INSTRUCTIONS TO FOLLOW: Please report, as a single number, how many lines in the entries include the string "matrices".

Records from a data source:
# # # #

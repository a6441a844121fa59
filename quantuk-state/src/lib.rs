//! Dense quantum register, measurement and snapshots for QuanTUK
//!
//! This crate holds the mutable side of the simulator: the amplitude vector
//! of an n-qubit register, the projective measurements that sample and
//! collapse it, and the magnitude/phase snapshot used to carry a register
//! across stateless requests.
//!
//! # Invariant
//!
//! After every gate application, measurement or write the register has unit
//! norm within [`NORM_TOLERANCE`]. Writes of unnormalized amplitudes are
//! rescaled and reported via [`Renormalization`].
//!
//! # Example
//!
//! ```
//! use quantuk_gates::Gate;
//! use quantuk_state::{Basis, Register};
//!
//! let mut reg = Register::new(2).unwrap();
//! reg.apply_gate(&Gate::Hadamard, &[1]).unwrap();
//! reg.apply_controlled(&Gate::PauliX, &[1], 2).unwrap();
//!
//! let reading = reg.measure_all(Basis::Computational, &mut || 0.7).unwrap();
//! assert_eq!(reading.bits, "11");
//!
//! let snapshot = reg.snapshot();
//! assert_eq!(snapshot.n, 2);
//! ```

pub mod codec;
pub mod error;
pub mod measurement;
pub mod register;

pub use codec::Snapshot;
pub use error::{Result, StateError};
pub use measurement::{
    Basis, FullRegister, Measurement, QubitReading, RegisterReading, SingleQubit,
};
pub use register::{Register, Renormalization, MAX_QUBITS, NORM_TOLERANCE};
//! Requests a front end hands to the simulator
//!
//! An [`Instruction`] is either built directly, deserialized from JSON, or
//! resolved from a gate name plus operand list with
//! [`Instruction::from_request`], which follows the naming of the web forms
//! (`write`, `had`, `cnot`, `ccnot`, `cphase`, `swap`, `read`, ...).
//! Controlled gates take their operands as `controls..., target`; `cswap` as
//! `controls..., i, j`; `write` as `value` or `value, start`.

use quantuk_gates::{Angle, Complex64, Gate, GateError, Operator};
use quantuk_state::{Basis, Renormalization};
use serde::{Deserialize, Serialize};
use tracing::debug;

use crate::error::{Result, SimulatorError};
use crate::simulator::{Reading, Simulator};

/// One simulator request
#[derive(Debug, Clone, PartialEq, Serialize, Deserialize)]
#[serde(tag = "op", rename_all = "snake_case")]
pub enum Instruction {
    /// Reset to |0…0⟩, optionally with a new qubit count
    Reset {
        #[serde(default)]
        num_qubits: Option<usize>,
    },
    /// Write an integer in binary starting at `start`
    Write {
        value: usize,
        #[serde(default = "first_qubit")]
        start: usize,
    },
    /// Overwrite the register with explicit amplitudes, each as `[re, im]`
    WriteAmplitudes { amplitudes: Vec<Complex64> },
    /// Overwrite the register from magnitudes and phases in degrees
    WriteMagnitudePhase {
        magnitudes: Vec<f64>,
        phases_degrees: Vec<f64>,
    },
    /// Prepare each qubit with its probability of reading 1
    WriteProbabilities { probabilities: Vec<f64> },
    /// Single-qubit gate on the listed qubits (all when empty)
    Apply {
        gate: Gate,
        #[serde(default)]
        qubits: Vec<usize>,
    },
    /// Gate on `target` conditioned on every control reading 1
    Controlled {
        gate: Gate,
        controls: Vec<usize>,
        target: usize,
    },
    /// Exchange two qubits, conditioned on `controls` when non-empty
    Swap {
        #[serde(default)]
        controls: Vec<usize>,
        i: usize,
        j: usize,
    },
    /// Measure one qubit, or the whole register
    Read {
        #[serde(default)]
        qubit: Option<usize>,
        #[serde(default)]
        basis: Basis,
    },
    /// Make amplitude 0 real and non-negative
    SetGlobalPhase0,
}

fn first_qubit() -> usize {
    1
}

/// Result of [`Simulator::execute`]
#[derive(Debug, Clone, PartialEq)]
pub enum Outcome {
    /// The register was (re)prepared; carries the rescaling report when
    /// written amplitudes had to be renormalized
    Prepared(Option<Renormalization>),
    /// An operator was applied; carries the full-register matrix
    Applied(Operator),
    /// A measurement was taken
    Measured(Reading),
}

impl Instruction {
    /// Resolve a front-end request keyed by name
    ///
    /// `angle` is in degrees and only consulted by parameterized gates.
    ///
    /// # Errors
    /// Returns error for an unknown name, a missing angle, or the wrong
    /// number of operands
    ///
    /// # Example
    /// ```
    /// use quantuk_gates::{Angle, Gate};
    /// use quantuk_sim::Instruction;
    ///
    /// let ins = Instruction::from_request("crx", &[1, 2], Some(Angle::from_degrees(90.0))).unwrap();
    /// assert_eq!(
    ///     ins,
    ///     Instruction::Controlled {
    ///         gate: Gate::Rx(Angle::from_degrees(90.0)),
    ///         controls: vec![1],
    ///         target: 2,
    ///     }
    /// );
    /// ```
    pub fn from_request(name: &str, operands: &[usize], angle: Option<Angle>) -> Result<Self> {
        let key = name.trim().to_ascii_lowercase();

        match key.as_str() {
            "reset" => {
                return match operands {
                    [] => Ok(Instruction::Reset { num_qubits: None }),
                    [n] => Ok(Instruction::Reset {
                        num_qubits: Some(*n),
                    }),
                    _ => Err(operand_count(name, "0 or 1", operands.len())),
                }
            }
            "write" => {
                return match operands {
                    [value] => Ok(Instruction::Write {
                        value: *value,
                        start: first_qubit(),
                    }),
                    [value, start] => Ok(Instruction::Write {
                        value: *value,
                        start: *start,
                    }),
                    _ => Err(SimulatorError::invalid_instruction(
                        name,
                        format!(
                            "expected value and optional start, got {} operand(s)",
                            operands.len()
                        ),
                    )),
                }
            }
            "read" | "measure" => {
                return match operands {
                    [] => Ok(Instruction::Read {
                        qubit: None,
                        basis: Basis::Computational,
                    }),
                    [q] => Ok(Instruction::Read {
                        qubit: Some(*q),
                        basis: Basis::Computational,
                    }),
                    _ => Err(operand_count(name, "0 or 1", operands.len())),
                }
            }
            "setglobalphase0" | "set_global_phase0" => {
                return Ok(Instruction::SetGlobalPhase0);
            }
            "swap" => {
                return match operands {
                    [i, j] => Ok(Instruction::Swap {
                        controls: Vec::new(),
                        i: *i,
                        j: *j,
                    }),
                    _ => Err(operand_count(name, "2", operands.len())),
                }
            }
            "cswap" | "fredkin" => {
                if operands.len() < 3 {
                    return Err(operand_count(name, "at least 3", operands.len()));
                }
                let (controls, pair) = operands.split_at(operands.len() - 2);
                return Ok(Instruction::Swap {
                    controls: controls.to_vec(),
                    i: pair[0],
                    j: pair[1],
                });
            }
            "toffoli" => {
                return Self::from_request("ccnot", operands, angle);
            }
            _ => {}
        }

        match Gate::from_name(&key, angle) {
            Ok(gate) => Ok(Instruction::Apply {
                gate,
                qubits: operands.to_vec(),
            }),
            Err(GateError::UnknownGate(_)) if key.starts_with('c') => {
                let base = key.trim_start_matches('c');
                let min_controls = key.len() - base.len();
                let gate = Gate::from_name(base, angle).map_err(|e| match e {
                    GateError::UnknownGate(_) => GateError::UnknownGate(name.to_string()),
                    other => other,
                })?;

                match operands.split_last() {
                    Some((&target, controls)) if controls.len() >= min_controls => {
                        Ok(Instruction::Controlled {
                            gate,
                            controls: controls.to_vec(),
                            target,
                        })
                    }
                    _ => Err(operand_count(
                        name,
                        &format!("at least {}", min_controls + 1),
                        operands.len(),
                    )),
                }
            }
            Err(e) => Err(e.into()),
        }
    }
}

fn operand_count(name: &str, expected: &str, actual: usize) -> SimulatorError {
    SimulatorError::invalid_instruction(
        name,
        format!("expected {} qubit operand(s), got {}", expected, actual),
    )
}

impl Simulator {
    /// Carry out one instruction against the register
    pub fn execute(&mut self, instruction: &Instruction) -> Result<Outcome> {
        debug!(?instruction, "executing instruction");

        match instruction {
            Instruction::Reset { num_qubits } => {
                self.reset(*num_qubits)?;
                Ok(Outcome::Prepared(None))
            }
            Instruction::Write { value, start } => {
                self.write(*value, *start)?;
                Ok(Outcome::Prepared(None))
            }
            Instruction::WriteAmplitudes { amplitudes } => {
                self.write_amplitudes(amplitudes).map(Outcome::Prepared)
            }
            Instruction::WriteMagnitudePhase {
                magnitudes,
                phases_degrees,
            } => self
                .write_magnitude_phase(magnitudes, phases_degrees)
                .map(Outcome::Prepared),
            Instruction::WriteProbabilities { probabilities } => {
                self.write_probabilities(probabilities)?;
                Ok(Outcome::Prepared(None))
            }
            Instruction::Apply { gate, qubits } => self.apply(gate, qubits).map(Outcome::Applied),
            Instruction::Controlled {
                gate,
                controls,
                target,
            } => self
                .controlled(gate, controls, *target)
                .map(Outcome::Applied),
            Instruction::Swap { controls, i, j } => {
                let op = if controls.is_empty() {
                    self.swap(*i, *j)?
                } else {
                    self.controlled_swap(controls, *i, *j)?
                };
                Ok(Outcome::Applied(op))
            }
            Instruction::Read { qubit, basis } => self.read(*qubit, *basis).map(Outcome::Measured),
            Instruction::SetGlobalPhase0 => self.set_global_phase0().map(Outcome::Applied),
        }
    }

    /// Carry out instructions in order, stopping at the first failure
    pub fn execute_all(&mut self, instructions: &[Instruction]) -> Result<Vec<Outcome>> {
        instructions.iter().map(|i| self.execute(i)).collect()
    }
}
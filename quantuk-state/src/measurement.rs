//! Projective measurement with Born-rule sampling and collapse
//!
//! Two measurements are provided:
//! - [`FullRegister`]: samples one basis state of the whole register and
//!   collapses onto it
//! - [`SingleQubit`]: projects one qubit onto |0⟩ or |1⟩ and renormalizes,
//!   leaving the remaining qubits consistent with the outcome
//!
//! Both accept a [`Basis`]; a non-computational basis is applied as a
//! rotation before projecting, which turns the projective measurement into
//! a POVM in that basis.

use crate::error::{Result, StateError};
use crate::register::{Register, NORM_TOLERANCE};
use num_complex::Complex64;
use quantuk_gates::{embed_projector, embed_single_qubit_gate, matrices, Matrix2};
use serde::{Deserialize, Serialize};
use std::fmt;
use std::str::FromStr;
use tracing::{debug, info};

/// Measurement basis
///
/// Serialized as `"computational"`, `"x"`, `"y"`, `"z"`, `"hadamard"`, or
/// `{"custom": [[re, im], ...]}` with the 2×2 rotation in row-major order.
/// The short labels `"c"` and `"h"` are accepted on input.
#[derive(Debug, Clone, Copy, PartialEq, Default, Serialize, Deserialize)]
#[serde(rename_all = "snake_case")]
pub enum Basis {
    /// Computational (Z eigenbasis), no rotation
    #[default]
    #[serde(alias = "c")]
    Computational,
    /// Rotate with Pauli-X before projecting
    X,
    /// Rotate with Pauli-Y before projecting
    Y,
    /// Rotate with Pauli-Z before projecting
    Z,
    /// Rotate with Hadamard before projecting
    #[serde(alias = "h")]
    Hadamard,
    /// Caller-supplied rotation, applied without a unitarity check
    Custom(Matrix2),
}

impl Basis {
    /// Rotation applied before projecting, `None` for the computational basis
    pub fn rotation(&self) -> Option<Matrix2> {
        match self {
            Basis::Computational => None,
            Basis::X => Some(matrices::PAULI_X),
            Basis::Y => Some(matrices::PAULI_Y),
            Basis::Z => Some(matrices::PAULI_Z),
            Basis::Hadamard => Some(matrices::HADAMARD),
            Basis::Custom(m) => Some(*m),
        }
    }
}

impl FromStr for Basis {
    type Err = StateError;

    fn from_str(s: &str) -> Result<Self> {
        match s.trim().to_ascii_lowercase().as_str() {
            "c" | "computational" => Ok(Basis::Computational),
            "x" => Ok(Basis::X),
            "y" => Ok(Basis::Y),
            "z" => Ok(Basis::Z),
            "h" | "hadamard" => Ok(Basis::Hadamard),
            _ => Err(StateError::UnknownBasis(s.to_string())),
        }
    }
}

/// Trait for measurements on a register
pub trait Measurement {
    /// Outcome report
    type Output;

    /// Measure `register`, collapsing it according to the outcome
    ///
    /// `rng` must return uniform samples from [0, 1).
    fn measure(&self, register: &mut Register, rng: &mut dyn FnMut() -> f64)
        -> Result<Self::Output>;
}

/// Outcome of a full-register measurement
#[derive(Debug, Clone, PartialEq)]
pub struct RegisterReading {
    /// Sampled basis-state index
    pub value: usize,
    /// `value` in binary, padded to n digits
    pub bits: String,
    /// Probability the outcome had before collapse
    pub probability: f64,
}

impl RegisterReading {
    /// Value read on `qubit` (1-indexed)
    pub fn qubit(&self, qubit: usize) -> u8 {
        ((self.value >> (qubit - 1)) & 1) as u8
    }
}

impl fmt::Display for RegisterReading {
    fn fmt(&self, f: &mut fmt::Formatter<'_>) -> fmt::Result {
        write!(f, "Measured state |{}>.", self.bits)
    }
}

/// Outcome of a single-qubit measurement
#[derive(Debug, Clone, PartialEq)]
pub struct QubitReading {
    pub qubit: usize,
    /// 0 or 1
    pub outcome: u8,
    /// Probability of reading 0 before collapse
    pub p0: f64,
    /// Probability of reading 1 before collapse
    pub p1: f64,
}

impl fmt::Display for QubitReading {
    fn fmt(&self, f: &mut fmt::Formatter<'_>) -> fmt::Result {
        write!(
            f,
            "Measurement Q-bit {:2}: |{}> \t (|0>: {:.2}% |1>: {:.2}%).",
            self.qubit,
            self.outcome,
            self.p0 * 100.0,
            self.p1 * 100.0
        )
    }
}

/// Measure every qubit at once
#[derive(Debug, Clone, Copy, Default)]
pub struct FullRegister {
    pub basis: Basis,
}

impl FullRegister {
    pub fn new(basis: Basis) -> Self {
        Self { basis }
    }
}

impl Measurement for FullRegister {
    type Output = RegisterReading;

    fn measure(
        &self,
        register: &mut Register,
        rng: &mut dyn FnMut() -> f64,
    ) -> Result<RegisterReading> {
        let n = register.num_qubits();

        let probabilities: Vec<f64> = match self.basis.rotation() {
            Some(rotation) => {
                let op = embed_single_qubit_gate(&rotation, n, &[])?;
                op.apply(register.amplitudes())?
                    .iter()
                    .map(|a| a.norm_sqr())
                    .collect()
            }
            None => register.probabilities(),
        };

        let value = sample_index(&probabilities, rng());
        register.collapse_to(value);

        let reading = RegisterReading {
            value,
            bits: format!("{:0width$b}", value, width = n),
            probability: probabilities[value],
        };
        info!(basis = ?self.basis, value, probability = reading.probability, "{}", reading);
        Ok(reading)
    }
}

/// Measure one qubit, leaving the others unmeasured
#[derive(Debug, Clone, Copy)]
pub struct SingleQubit {
    /// 1-indexed qubit to measure
    pub qubit: usize,
    pub basis: Basis,
}

impl SingleQubit {
    pub fn new(qubit: usize, basis: Basis) -> Self {
        Self { qubit, basis }
    }
}

impl Measurement for SingleQubit {
    type Output = QubitReading;

    fn measure(
        &self,
        register: &mut Register,
        rng: &mut dyn FnMut() -> f64,
    ) -> Result<QubitReading> {
        let n = register.num_qubits();
        let qubit = self.qubit;

        let project_zero = embed_projector(0, n, qubit)?;
        let project_one = embed_projector(1, n, qubit)?;

        let rotated = match self.basis.rotation() {
            Some(rotation) => {
                embed_single_qubit_gate(&rotation, n, &[qubit])?.apply(register.amplitudes())?
            }
            None => register.amplitudes().to_vec(),
        };

        let state0 = project_zero.apply(&rotated)?;
        let state1 = project_one.apply(&rotated)?;
        let p0 = squared_norm(&state0);
        let p1 = squared_norm(&state1);

        if (p0 + p1 - 1.0).abs() > NORM_TOLERANCE {
            return Err(StateError::InvariantViolation { qubit, p0, p1 });
        }

        let r = rng();
        let outcome: u8 = if (r < p0 && p0 > 0.0) || p1 == 0.0 { 0 } else { 1 };
        let (chosen, p) = if outcome == 0 { (state0, p0) } else { (state1, p1) };

        let scale = p.sqrt();
        register.replace_amplitudes(chosen.into_iter().map(|a| a / scale).collect());

        let reading = QubitReading {
            qubit,
            outcome,
            p0,
            p1,
        };
        debug!(r, "sampled single-qubit outcome");
        info!(basis = ?self.basis, qubit, outcome, p0, p1, "{}", reading);
        Ok(reading)
    }
}

impl Register {
    /// Measure the whole register in `basis`
    ///
    /// The register collapses onto the sampled basis state, exactly as if
    /// that index had been written with [`write_index`](Register::write_index).
    pub fn measure_all(
        &mut self,
        basis: Basis,
        rng: &mut dyn FnMut() -> f64,
    ) -> Result<RegisterReading> {
        FullRegister::new(basis).measure(self, rng)
    }

    /// Measure `qubit` in `basis`
    ///
    /// # Errors
    /// Returns a domain error for an invalid qubit, and
    /// [`StateError::InvariantViolation`] if the branch probabilities do not
    /// sum to one. The register is unchanged in both cases.
    pub fn measure_qubit(
        &mut self,
        qubit: usize,
        basis: Basis,
        rng: &mut dyn FnMut() -> f64,
    ) -> Result<QubitReading> {
        SingleQubit::new(qubit, basis).measure(self, rng)
    }
}

fn squared_norm(v: &[Complex64]) -> f64 {
    v.iter().map(|a| a.norm_sqr()).sum()
}

/// Pick the first index whose cumulative probability exceeds `r`
///
/// Falls back to the last index with non-zero probability when rounding
/// leaves the total just below `r`.
fn sample_index(probabilities: &[f64], r: f64) -> usize {
    let mut cumulative = 0.0;
    for (i, &p) in probabilities.iter().enumerate() {
        cumulative += p;
        if r < cumulative && p > 0.0 {
            return i;
        }
    }
    probabilities
        .iter()
        .rposition(|&p| p > 0.0)
        .unwrap_or(probabilities.len() - 1)
}
//! Magnitude/phase snapshot of a register
//!
//! The snapshot is the only state that survives between stateless requests,
//! so restoring it is strict: a record that does not describe a unit-norm
//! register of the stated size is rejected rather than repaired.

use crate::error::{Result, StateError};
use crate::register::{norm, Register, MAX_QUBITS, NORM_TOLERANCE};
use num_complex::Complex64;
use serde::{Deserialize, Serialize};

/// Serialized register state
///
/// ```json
/// {"n": 1, "magnitudes": [0.7071067811865476, 0.7071067811865476], "phasesRadians": [0.0, 1.5707963267948966]}
/// ```
#[derive(Debug, Clone, PartialEq, Serialize, Deserialize)]
#[serde(rename_all = "camelCase")]
pub struct Snapshot {
    /// Qubit count
    pub n: usize,
    /// `|amplitude[i]|`, length 2^n
    #[serde(alias = "amp")]
    pub magnitudes: Vec<f64>,
    /// `arg(amplitude[i])` in radians, length 2^n
    #[serde(alias = "phase")]
    pub phases_radians: Vec<f64>,
}

impl Snapshot {
    /// Capture the current amplitudes of `register`
    pub fn from_register(register: &Register) -> Self {
        let (magnitudes, phases_radians) = register
            .amplitudes()
            .iter()
            .map(|a| a.to_polar())
            .unzip();
        Self {
            n: register.num_qubits(),
            magnitudes,
            phases_radians,
        }
    }

    /// Rebuild the register this snapshot was taken from
    ///
    /// # Errors
    /// Returns [`StateError::CorruptSnapshot`] if `n` is 0 or too large, the
    /// two sequences are not both 2^n long, a magnitude is negative or not
    /// finite, or the norm deviates from 1 by more than the tolerance
    pub fn restore(&self) -> Result<Register> {
        if self.n == 0 || self.n > MAX_QUBITS {
            return Err(StateError::CorruptSnapshot(format!(
                "qubit count {} outside 1..={}",
                self.n, MAX_QUBITS
            )));
        }

        let dimension = 1usize << self.n;
        if self.magnitudes.len() != dimension || self.phases_radians.len() != dimension {
            return Err(StateError::CorruptSnapshot(format!(
                "expected {} magnitudes and phases, got {} and {}",
                dimension,
                self.magnitudes.len(),
                self.phases_radians.len()
            )));
        }

        if let Some(i) = self
            .magnitudes
            .iter()
            .chain(self.phases_radians.iter())
            .position(|x| !x.is_finite())
        {
            return Err(StateError::CorruptSnapshot(format!(
                "non-finite value at position {}",
                i % dimension
            )));
        }
        if let Some(i) = self.magnitudes.iter().position(|&m| m < 0.0) {
            return Err(StateError::CorruptSnapshot(format!(
                "negative magnitude at index {}",
                i
            )));
        }

        let amplitudes: Vec<Complex64> = self
            .magnitudes
            .iter()
            .zip(self.phases_radians.iter())
            .map(|(&m, &phi)| Complex64::from_polar(m, phi))
            .collect();

        let norm = norm(&amplitudes);
        if (norm - 1.0).abs() > NORM_TOLERANCE {
            return Err(StateError::CorruptSnapshot(format!(
                "norm {} is not 1",
                norm
            )));
        }

        Register::from_raw_amplitudes(self.n, amplitudes)
    }

    /// Born-rule probabilities `magnitude[i]²`
    pub fn probabilities(&self) -> Vec<f64> {
        self.magnitudes.iter().map(|m| m * m).collect()
    }

    /// n-digit binary label of every basis state, in index order
    pub fn basis_labels(&self) -> Vec<String> {
        (0..self.magnitudes.len())
            .map(|i| format!("{:0width$b}", i, width = self.n))
            .collect()
    }

    pub fn to_json(&self) -> Result<String> {
        serde_json::to_string(self).map_err(|e| StateError::Json(e.to_string()))
    }

    pub fn from_json(json: &str) -> Result<Self> {
        serde_json::from_str(json).map_err(|e| StateError::Json(e.to_string()))
    }
}

impl Register {
    /// Export the register as a [`Snapshot`]
    pub fn snapshot(&self) -> Snapshot {
        Snapshot::from_register(self)
    }

    /// Rebuild a register from a [`Snapshot`]
    pub fn restore(snapshot: &Snapshot) -> Result<Self> {
        snapshot.restore()
    }
}

impl From<&Register> for Snapshot {
    fn from(register: &Register) -> Self {
        Snapshot::from_register(register)
    }
}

# # # #

ANSWER TO THE EXERCISE: 5